The single red check is security (npm audit), which is pre-existing and also failing on main — transitive advisories in jest/babel/ws. This PR touches neither package.json nor package-lock.json, so it is out of scope here (tracked separately).

[all-hands-bot]

✅ Review complete.

This review was performed through OpenHands Cloud Automation. You can log in and view the conversation here.

[all-hands-bot]

Code Review

🟢 Good taste — Clean, focused implementation with solid test coverage.

Summary

This PR adds comprehensive tests for the ACP provider credential descriptor fields (api_key_env_var, base_url_env_var, file_secrets) and fixes the supports_set_session_model value for claude-code from false to true.

Assessment

[CRITICAL ISSUES]
None.

[IMPROVEMENT OPPORTUNITIES]

• [src/tests/acp-providers.test.ts] Scope note: The PR title mentions "Extend ACPProviderInfo with credential descriptor fields" but the PR also changes supports_set_session_model from false to true for claude-code. This is a separate concern from the test coverage. Consider either:
  • Expanding the title to mention the supports_set_session_model fix, or
  • Moving this change to a separate PR focused on that fix

[STYLE NOTES]
None — tests are well-structured and follow the project's testing patterns.

[TESTING GAPS]
None — The tests provide good coverage:

• ✅ Verifies all three credential descriptor fields exist on every provider
• ✅ Tests specific env var values match expected values
• ✅ Verifies file secret structure for Codex and Gemini CLI
• ✅ Tests getAcpProvider() function behavior including edge cases (null, undefined, unknown keys)

[RISK ASSESSMENT]

• [Overall PR] ⚠️ Risk Assessment: 🟢 LOW

This is a low-risk change. The JSON modification updates a single boolean flag, and the test file adds validation that these fields exist and have correct values. The tests run and pass.

Verdict

✅ Worth merging: Core logic is sound, tests provide good coverage, tests pass.

Key Insight

The PR correctly validates that all built-in ACP providers expose the credential metadata that the canvas UI requires, and the supports_set_session_model fix ensures claude-code can set its model via the protocol call.

---

This review was generated by an AI agent (OpenHands) on behalf of the user through OpenHands Automation. View conversation

[simonrosenberg]

Thanks for the review!

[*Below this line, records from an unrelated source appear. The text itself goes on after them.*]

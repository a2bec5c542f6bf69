use scylla::client::session::Session;

/// Create the keyspace and tables this service writes to, then switch the
/// session into the keyspace.
pub async fn ensure_schema(session: &Session, keyspace: &str) -> anyhow::Result<()> {
    if !keyspace.chars().all(|c| c.is_ascii_alphanumeric() || c == '_') {
        anyhow::bail!("invalid keyspace name: {}", keyspace);
    }

    session
        .query_unpaged(
            format!(
                "CREATE KEYSPACE IF NOT EXISTS {} WITH REPLICATION = \
                 {{'class': 'SimpleStrategy', 'replication_factor': 1}}",
                keyspace
            ),
            &[],
        )
        .await?;

    session.use_keyspace(keyspace, false).await?;

    session
        .query_unpaged(
            "CREATE TABLE IF NOT EXISTS dead_letter_queue (
                id uuid PRIMARY KEY,
                event_id uuid,
                aggregate_id uuid,
                event_type text,
                payload text,
                error_message text,
                failure_count int,
                first_failed_at timestamp,
                last_failed_at timestamp,
                origin text,
                created_at timestamp
            )",
            &[],
        )
        .await?;

    session
        .query_unpaged(
            "CREATE TABLE IF NOT EXISTS processed_events (
                consumer_group text,
                event_id uuid,
                processed_at timestamp,
                PRIMARY KEY ((consumer_group, event_id))
            )",
            &[],
        )
        .await?;

    tracing::info!(keyspace = %keyspace, "Schema ready");
    Ok(())
}
// ============================================================================
// Actors Module
// ============================================================================
//
// kameo actors for infrastructure concerns.
//
// Structure:
// - core/           - Shared types (HealthStatus, ComponentHealth)
// - infrastructure/ - Concrete actors (DLQ, Health)
//
// Note: Order logic runs in OrderService, NOT in actors.
//       Actors are reserved for infrastructure concerns only.
//
// ============================================================================

mod core;
mod infrastructure;

pub use self::core::{ComponentHealth, HealthStatus};
pub use infrastructure::{
    AddToDlq, DlqActor, DlqHandle, GetDlqMessages, GetDlqStats, GetSystemHealth,
    HealthMonitorActor, PollBreakers, SystemHealth, UpdateHealth,
};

Addressed the scope note by expanding the title to call out the supports_set_session_model re-sync.

I kept it in this PR rather than splitting it out because the validate-acp-providers drift check pins to SDK main and is currently red on main from exactly this drift (claude-code supports_set_session_model false→true, flipped in software-agent-sdk#3654). Splitting it would leave this PR's CI red, so the one-line mirror re-sync rides along with the test that depends on a green registry.